Zerohedge, the website that caters to short sellers, has been monitoring GM for symptoms of a relapse to the Bad Old. One of these symptoms is channel stuffing, defined by Investopedia as “a deceptive business practice used by a company to inflate its sales and earnings figures by deliberately sending retailers along its distribution channel more products than they are able to sell to the public.”
Zerohedge has a chart depicting an increasingly overflowing channel, and it looks bad. Let’s have a closer look.
Zerohedge sees “a near record 743K cars” sitting in the lots of GM dealers in February, – “the second highest ever.”
If you want to come to the defense of the General, you can simply say: “Second highest February, ever? Not true at all! In February 02, 988K were out there. In February 03, dealers drowned in 1.13 million GM vehicles. In February 04, there were 1.2 million – shall I go on?”
Point taken. Those were the days of 17 million units a year, and we all know what happened after the channel got stuffed.
Let’s put the matter in perspective by recreating the same chart for GM and its peers. Dealer inventories sure are rising. They rise for all makes, some rise more than others. A simple reason for dealer inventories to rise is that sales are up.
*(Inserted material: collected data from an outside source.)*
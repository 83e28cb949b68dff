//! The static type algebra used by the analyzer.
//!
//! [`Type`] is a closed set of shapes: nominal primitives (`int`, `str`, user classes),
//! parametrized generics (`list[int]`), unions, fixed-arity tuples, `Any`, the type of `None`,
//! and an `Unresolved` marker for expressions the analyzer could not type.
//!
//! ## Notes
//! - Unions are built through [`Type::union`], which flattens nested unions, drops duplicates and
//!   collapses a single member. Union equality ignores member order.
//! - [`Type`]'s `Display` matches how the types are written in annotations, so diagnostics read
//!   like source code: `Optional[int]`, `Union[int, str]`, `tuple[int, float]`, `list[int]`.

use std::fmt;

use typpy_core::lang::types::collections::{self, CollectionTypeId};
use typpy_core::lang::types::numerics::{self, NumericTypeId};
use typpy_core::lang::types::special::{self, SpecialFormId};
use typpy_core::lang::types::{NONE, OBJECT};

/// A static type.
#[derive(Debug, Clone)]
pub enum Type {
    /// A nominal type without parameters: builtin (`int`, `list`) or user class.
    Primitive(String),
    /// A parametrized nominal type: `list[int]`, `dict[str, float]`.
    Generic(String, Vec<Type>),
    /// Never constructed directly; use [`Type::union`].
    Union(Vec<Type>),
    Tuple(Vec<Type>),
    Any,
    NoneType,
    /// The analyzer could not infer this expression's type.
    Unresolved,
}

impl Type {
    pub fn primitive(name: impl Into<String>) -> Self {
        Type::Primitive(name.into())
    }

    pub fn generic(origin: impl Into<String>, args: Vec<Type>) -> Self {
        Type::Generic(origin.into(), args)
    }

    /// Build a union, flattening nested unions and removing duplicates.
    ///
    /// A single distinct member is returned as-is; an empty member list yields `Any`.
    pub fn union(members: impl IntoIterator<Item = Type>) -> Self {
        let mut flat: Vec<Type> = Vec::new();
        for member in members {
            let nested = match member {
                Type::Union(inner) => inner,
                other => vec![other],
            };
            for ty in nested {
                if !flat.contains(&ty) {
                    flat.push(ty);
                }
            }
        }
        match flat.len() {
            0 => Type::Any,
            1 => flat.pop().unwrap_or(Type::Any),
            _ => Type::Union(flat),
        }
    }

    /// `Optional[inner]`
    pub fn optional(inner: Type) -> Self {
        Type::union([inner, Type::NoneType])
    }

    /// Lower a builtin registry spelling (`"int"`, `"Any"`, `"None"`) into a type.
    pub fn from_spelling(spelling: &str) -> Self {
        if spelling == NONE {
            Type::NoneType
        } else if special::from_str(spelling) == Some(SpecialFormId::Any) {
            Type::Any
        } else {
            Type::Primitive(canonical_name(spelling).to_string())
        }
    }

    /// Apply type arguments to an origin name, as in `Origin[args...]`.
    ///
    /// ## Returns
    /// - `Optional[X]` / `Union[...]`: a union.
    /// - `tuple[...]` / `Tuple[...]`: a fixed-arity [`Type::Tuple`].
    /// - any other origin: a [`Type::Generic`] using the canonical container spelling.
    /// - `None` when a special form is used with the wrong number of arguments.
    pub fn parametrize(origin: &str, args: Vec<Type>) -> Option<Self> {
        match special::from_str(origin) {
            Some(SpecialFormId::Optional) => {
                let [inner]: [Type; 1] = args.try_into().ok()?;
                return Some(Type::optional(inner));
            }
            Some(SpecialFormId::Union) if !args.is_empty() => return Some(Type::union(args)),
            Some(_) => return None,
            None => {}
        }
        if collections::from_str(origin) == Some(CollectionTypeId::Tuple) {
            return Some(Type::Tuple(args));
        }
        Some(Type::Generic(canonical_name(origin).to_string(), args))
    }

    /// Nominal origin name of primitives, generics and tuples (`"tuple"`).
    pub fn origin(&self) -> Option<&str> {
        match self {
            Type::Primitive(name) | Type::Generic(name, _) => Some(name),
            Type::Tuple(_) => Some(collections::as_str(CollectionTypeId::Tuple)),
            _ => None,
        }
    }

    /// Member of the numeric tower this type denotes, if any.
    pub fn numeric(&self) -> Option<NumericTypeId> {
        match self {
            Type::Primitive(name) => numerics::from_str(name),
            _ => None,
        }
    }

    pub fn is_object(&self) -> bool {
        matches!(self, Type::Primitive(name) if name == OBJECT)
    }

    /// Whether this type, or any type nested inside it, is [`Type::Unresolved`].
    pub fn contains_unresolved(&self) -> bool {
        match self {
            Type::Unresolved => true,
            Type::Generic(_, args) | Type::Union(args) | Type::Tuple(args) => args.iter().any(Type::contains_unresolved),
            Type::Primitive(_) | Type::Any | Type::NoneType => false,
        }
    }

    /// Nominal types compare by identity when a variable is rebound.
    pub fn is_nominal(&self) -> bool {
        matches!(self, Type::Primitive(_) | Type::Generic(..) | Type::NoneType)
    }
}

/// Map a `typing` alias (`List`) to its builtin spelling (`list`); other names pass through.
pub fn canonical_name(name: &str) -> &str {
    match collections::from_str(name) {
        Some(id) => collections::as_str(id),
        None => name,
    }
}

impl PartialEq for Type {
    fn eq(&self, other: &Self) -> bool {
        match (self, other) {
            (Type::Primitive(a), Type::Primitive(b)) => a == b,
            (Type::Generic(a, xs), Type::Generic(b, ys)) => a == b && xs == ys,
            (Type::Tuple(xs), Type::Tuple(ys)) => xs == ys,
            (Type::Union(xs), Type::Union(ys)) => {
                xs.len() == ys.len() && xs.iter().all(|x| ys.contains(x)) && ys.iter().all(|y| xs.contains(y))
            }
            (Type::Any, Type::Any) | (Type::NoneType, Type::NoneType) | (Type::Unresolved, Type::Unresolved) => true,
            _ => false,
        }
    }
}

impl fmt::Display for Type {
    fn fmt(&self, f: &mut fmt::Formatter<'_>) -> fmt::Result {
        match self {
            Type::Primitive(name) => write!(f, "{}", name),
            Type::Generic(origin, args) => {
                write!(f, "{}[", origin)?;
                write_list(f, args)?;
                write!(f, "]")
            }
            Type::Union(members) => {
                if let [a, b] = members.as_slice() {
                    if *b == Type::NoneType {
                        return write!(f, "Optional[{}]", a);
                    }
                    if *a == Type::NoneType {
                        return write!(f, "Optional[{}]", b);
                    }
                }
                write!(f, "Union[")?;
                write_list(f, members)?;
                write!(f, "]")
            }
            Type::Tuple(elements) => {
                write!(f, "tuple[")?;
                if elements.is_empty() {
                    write!(f, "()")?;
                } else {
                    write_list(f, elements)?;
                }
                write!(f, "]")
            }
            Type::Any => write!(f, "Any"),
            Type::NoneType => write!(f, "{}", NONE),
            Type::Unresolved => write!(f, "<unresolved>"),
        }
    }
}

fn write_list(f: &mut fmt::Formatter<'_>, types: &[Type]) -> fmt::Result {
    for (i, ty) in types.iter().enumerate() {
        if i > 0 {
            write!(f, ", ")?;
        }
        write!(f, "{}", ty)?;
    }
    Ok(())
}

/// One declared parameter of a callable.
#[derive(Debug, Clone, PartialEq)]
pub struct Param {
    pub name: String,
    pub ty: Type,
    pub has_default: bool,
    /// Declared after `*` or `*args`: never bound by a positional argument.
    pub keyword_only: bool,
}

impl Param {
    pub fn new(name: impl Into<String>, ty: Type, has_default: bool) -> Self {
        Self {
            name: name.into(),
            ty,
            has_default,
            keyword_only: false,
        }
    }

    pub fn keyword_only(mut self) -> Self {
        self.keyword_only = true;
        self
    }
}

/// A callable's parameter list and return type.
#[derive(Debug, Clone, PartialEq)]
pub struct Signature {
    /// Named parameters in declaration order; keyword-only ones follow the positional ones.
    pub params: Vec<Param>,
    pub returns: Type,
    /// Accepts extra positional arguments (`*args`).
    pub variadic: bool,
    /// Accepts extra keyword arguments (`**kwargs`).
    pub keywords: bool,
}

impl Signature {
    pub fn new(params: Vec<Param>, returns: Type) -> Self {
        Self {
            params,
            returns,
            variadic: false,
            keywords: false,
        }
    }

    /// Parameters a positional argument can bind, in order.
    pub fn positional(&self) -> impl Iterator<Item = &Param> {
        self.params.iter().filter(|param| !param.keyword_only)
    }
}

#[cfg(test)]
mod tests {
    use super::*;

    fn int() -> Type {
        Type::primitive("int")
    }

    fn str_() -> Type {
        Type::primitive("str")
    }

    #[test]
    fn test_union_flattens_and_dedups() {
        let nested = Type::union([int(), Type::union([str_(), int()])]);
        assert_eq!(nested, Type::Union(vec![int(), str_()]));
    }

    #[test]
    fn test_union_of_one_collapses() {
        assert_eq!(Type::union([int(), int()]), int());
    }

    #[test]
    fn test_union_equality_ignores_order() {
        assert_eq!(Type::union([int(), str_()]), Type::union([str_(), int()]));
        assert_ne!(Type::union([int(), str_()]), Type::union([int(), Type::primitive("bytes")]));
    }

    #[test]
    fn test_display() {
        assert_eq!(Type::optional(int()).to_string(), "Optional[int]");
        assert_eq!(Type::union([int(), str_()]).to_string(), "Union[int, str]");
        assert_eq!(Type::union([int(), str_(), Type::NoneType]).to_string(), "Union[int, str, None]");
        assert_eq!(Type::Tuple(vec![int(), str_()]).to_string(), "tuple[int, str]");
        assert_eq!(Type::Tuple(vec![]).to_string(), "tuple[()]");
        assert_eq!(Type::generic("dict", vec![str_(), int()]).to_string(), "dict[str, int]");
        assert_eq!(Type::NoneType.to_string(), "None");
        assert_eq!(Type::Any.to_string(), "Any");
    }

    #[test]
    fn test_parametrize_special_forms() {
        assert_eq!(Type::parametrize("Optional", vec![int()]), Some(Type::optional(int())));
        assert_eq!(Type::parametrize("Optional", vec![int(), str_()]), None);
        assert_eq!(Type::parametrize("Union", vec![int(), str_()]), Some(Type::union([int(), str_()])));
        assert_eq!(Type::parametrize("Tuple", vec![int()]), Some(Type::Tuple(vec![int()])));
        assert_eq!(Type::parametrize("List", vec![int()]), Some(Type::generic("list", vec![int()])));
        assert_eq!(Type::parametrize("Box", vec![int()]), Some(Type::generic("Box", vec![int()])));
        assert_eq!(Type::parametrize("Any", vec![int()]), None);
    }

    #[test]
    fn test_from_spelling() {
        assert_eq!(Type::from_spelling("None"), Type::NoneType);
        assert_eq!(Type::from_spelling("Any"), Type::Any);
        assert_eq!(Type::from_spelling("List"), Type::primitive("list"));
    }

    #[test]
    fn test_contains_unresolved() {
        assert!(Type::generic("list", vec![Type::Unresolved]).contains_unresolved());
        assert!(!Type::Tuple(vec![int(), Type::Any]).contains_unresolved());
    }
}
To get a grip on this (and on inventories), the industry uses a metric usually called “days to turn” (or “days of sale” etc.). It goes like this: “If business stays like last month, how many days will it take to move the inventory?” Days to turn should not go up as business increases. Sure, total inventory goes up. By selling inventory faster, days to turn should stay relatively even.
In the industry, a two month inventory, or around 60 days, is considered reasonable. As we can see from this chart, GM appears to be far removed from that 60 days ideal.
Days to turn also is a metric that must be used with care. Take GM’s December 1 inventory of 788K. Looking at the sales rate of November, it was determined that it would take 106 days to move. GM did put cash on the hood, year-end sales did their part. On January 1, there was an inventory of 717K. Now suddenly, it would take only 76 days to move that inventory? It would, if January sales pace would be the same as December. Of course it was not. So we land on 738K inventory at the beginning of February, which suddenly is said to take 95 days to turn. Confused?
We are not trying to predict inventory levels, we are trying to establish a trend. For that, we take a simple three month moving average of the days to turn to smooth out the confusing ups and downs.
This chart is less dramatic than that of Zerohedge, but it tells us a lot. We see that days to turn trend up for all Detroit makers. GM however remains the most profligate inventory oinker. On a three month averaged basis, GM has nearly three weeks more inventory out there than Ford. Of the Detroit3, Ford looks most disciplined, especially considering its high share of trucks. In Febuary, Ford’s three month average for trucks was 77 days, that of cars was 68 days – not a large difference.
I have added Toyota as a reference. With Toyota still importing some 30 percent of the cars it sells in the U.S., one would assume that Toyota’s inventories should be higher. They are not. Quite interestingly, all four of them had inventory levels slightly above 60 days in March 2011. After the Tsunami hit, Toyota’s inventories decreased, but they did not increase a lot in 2012. Lean inventories do not seem to be in favor in Detroit, with GM topping the obesity scale.
P.S.: Before the usual “GM needs to prepare for the truck shutdown” arguments come: In February, GM’s truck inventory stood at 94 days, that of cars stood at 95 days.